Où et comment les apercevoir
Pour un accès plus abordable, privilégiez les spectacles publics. Le Miyako Odori à Kyoto attire plus de 80 geiko et maiko chaque printemps. Ce festival existe depuis 1873. Les billets se réservent rapidement. Le Gion Hatanaka propose des dîners-spectacles pour 200 $, incluant des jeux traditionnels (ozashiki asobi) et une séance photo. Les jardins de bière estivaux, comme celui du théâtre Kamishichiken Kaburenjo, offrent des rencontres décontractées pour 20 $.
- Réserver une soirée privée dans une ochaya (très coûteux, nécessite un contact).
- Assister à des spectacles annuels comme le Miyako Odori (avril) ou le Kamogawa Odori (mai).

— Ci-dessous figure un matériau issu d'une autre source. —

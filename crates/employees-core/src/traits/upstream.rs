//! Outbound call seam between the service layer and the upstream API.

use async_trait::async_trait;
use http::{Method, StatusCode};
use serde::de::DeserializeOwned;

use crate::result::AppResult;

/// A single outbound call, described as plain data.
#[derive(Debug, Clone)]
pub struct UpstreamRequest {
    /// Fully formed target URL.
    pub url: String,
    /// HTTP verb.
    pub method: Method,
    /// Optional JSON request body.
    pub body: Option<serde_json::Value>,
}

impl UpstreamRequest {
    /// A `GET` request without a body.
    pub fn get(url: impl Into<String>) -> Self {
        Self {
            url: url.into(),
            method: Method::GET,
            body: None,
        }
    }

    /// A `POST` request carrying `body` as JSON.
    pub fn post(url: impl Into<String>, body: serde_json::Value) -> Self {
        Self {
            url: url.into(),
            method: Method::POST,
            body: Some(body),
        }
    }

    /// A `DELETE` request without a body.
    pub fn delete(url: impl Into<String>) -> Self {
        Self {
            url: url.into(),
            method: Method::DELETE,
            body: None,
        }
    }
}

/// The upstream answer to an [`UpstreamRequest`].
#[derive(Debug, Clone)]
pub struct UpstreamResponse {
    /// HTTP status returned by the upstream API.
    pub status: StatusCode,
    /// Raw response body.
    pub body: String,
}

impl UpstreamResponse {
    /// Deserialize the body into the expected response shape.
    pub fn json<T: DeserializeOwned>(&self) -> AppResult<T> {
        Ok(serde_json::from_str(&self.body)?)
    }
}

/// Executes outbound HTTP calls against the upstream employee API.
///
/// Implementations own the retry policy. A returned `Ok` always carries a
/// non-error status; 4xx/5xx answers and transport failures surface as
/// [`AppError`](crate::error::AppError).
#[async_trait]
pub trait UpstreamExecutor: Send + Sync + std::fmt::Debug + 'static {
    /// Issue `request` and return the upstream response.
    async fn execute(&self, request: UpstreamRequest) -> AppResult<UpstreamResponse>;
}
//! Employee entity model.

use serde::{Deserialize, Serialize};
use serde_with::{DisplayFromStr, PickFirst, serde_as};

/// An employee record as served by the upstream API.
///
/// The list and lookup endpoints use the long field names
/// (`employee_name`, ...) while the create endpoint echoes the short ones
/// (`name`, ...) with numbers rendered as strings. Both shapes
/// deserialize into this struct.
#[serde_as]
#[derive(Debug, Clone, PartialEq, Eq, Serialize, Deserialize)]
pub struct Employee {
    /// Upstream identifier.
    #[serde_as(as = "PickFirst<(_, DisplayFromStr)>")]
    pub id: i64,
    /// Full name.
    #[serde(rename = "employee_name", alias = "name")]
    pub name: String,
    /// Annual salary.
    #[serde_as(as = "PickFirst<(_, DisplayFromStr)>")]
    #[serde(rename = "employee_salary", alias = "salary")]
    pub salary: i64,
    /// Age in years.
    #[serde_as(as = "PickFirst<(_, DisplayFromStr)>")]
    #[serde(rename = "employee_age", alias = "age")]
    pub age: i32,
    /// Profile image URL; upstream sends an empty string when unset.
    #[serde(default)]
    pub profile_image: Option<String>,
}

- Se promener à Gion ou Pontochō en début de soirée pour les croiser discrètement.
- Participer à une cérémonie du thé avec une geisha (100 $) via Maikoya.
Synthèse : les geishas sont des artistes traditionnelles japonaises. Elles perpétuent les arts, la culture, le raffinement. Leur rôle s’est structuré à l’ère Edo. Leur nombre a chuté (200 aujourd’hui). Leur rencontre reste un privilège. Elles incarnent un patrimoine vivant, un mélange de mystère et de tradition. Leur quotidien mêle discipline, art, élégance. Un héritage fragile, précieux.
FAQ
C’est quoi une geisha ?
Geisha signifie « personne qui pratique les arts« . Artistes traditionnelles japonaises. Divertissent une clientèle aisée. Pas de séduction. Exigence artistique. Danse, chant, musique, conversation.
Quel est le rôle d’une geisha ?
Préserver la culture japonaise. Maîtrise les arts. Danse traditionnelle. Jeux anciens. Cérémonie du thé. Poésie. Calligraphie. Ambassadrice culturelle. Raffinement et élégance. Clientèle privilégiée.
Quelle est la différence entre une maiko et une geisha ?
Maiko est une apprentie geisha. Formation de cinq ans. Apprentissage des codes. Dans les quartiers des geishas. Maquillage partiel. Col rouge. Obi long. Coiffure élaborée. Obi noué en « nœud de traîne ». Geiko est une geisha confirmée. Maquillage complet. Col blanc. Obi plus court. Perruque. Obi noué en « nœud de boîte ».
Pourquoi les geisha ont un coussin dans le dos ?
Coussin dans le dos pour le kimono. Porte le nom de « hadajuban ». Maintient le kimono. Permet tenue droite. Couvre la nuque. Pas visible. Rôle esthétique. Pas de connotation cachée.
Les geisha peuvent-elles se marier ?
Geisha ne se marie pas. Engagement complet. Si mariage, fin de carrière. Engagement similaire à mariage. Engagement à vie. Engagement avec la profession. Engagement avec le quartier.
Comment est la tenue d’une geisha ?
Kimono de soie. Couleurs selon saison. Obi large et complexe. Obi noué dans le dos. Maquillage blanc. Lèvres rouges. Yeux marqués. Chignon traditionnel. Sandales hautes.
Qui est la geisha la plus célèbre ?
Pas de réponse claire. Pas de célébrité officielle. Certaines marquent l’histoire. Comme Ichimaru. Ou Sawamura Tokujō. Et l’Occidentale Liza Dalby. Mais pas de « plus célèbre ». Pas de classement établi. Pas de titre officiel.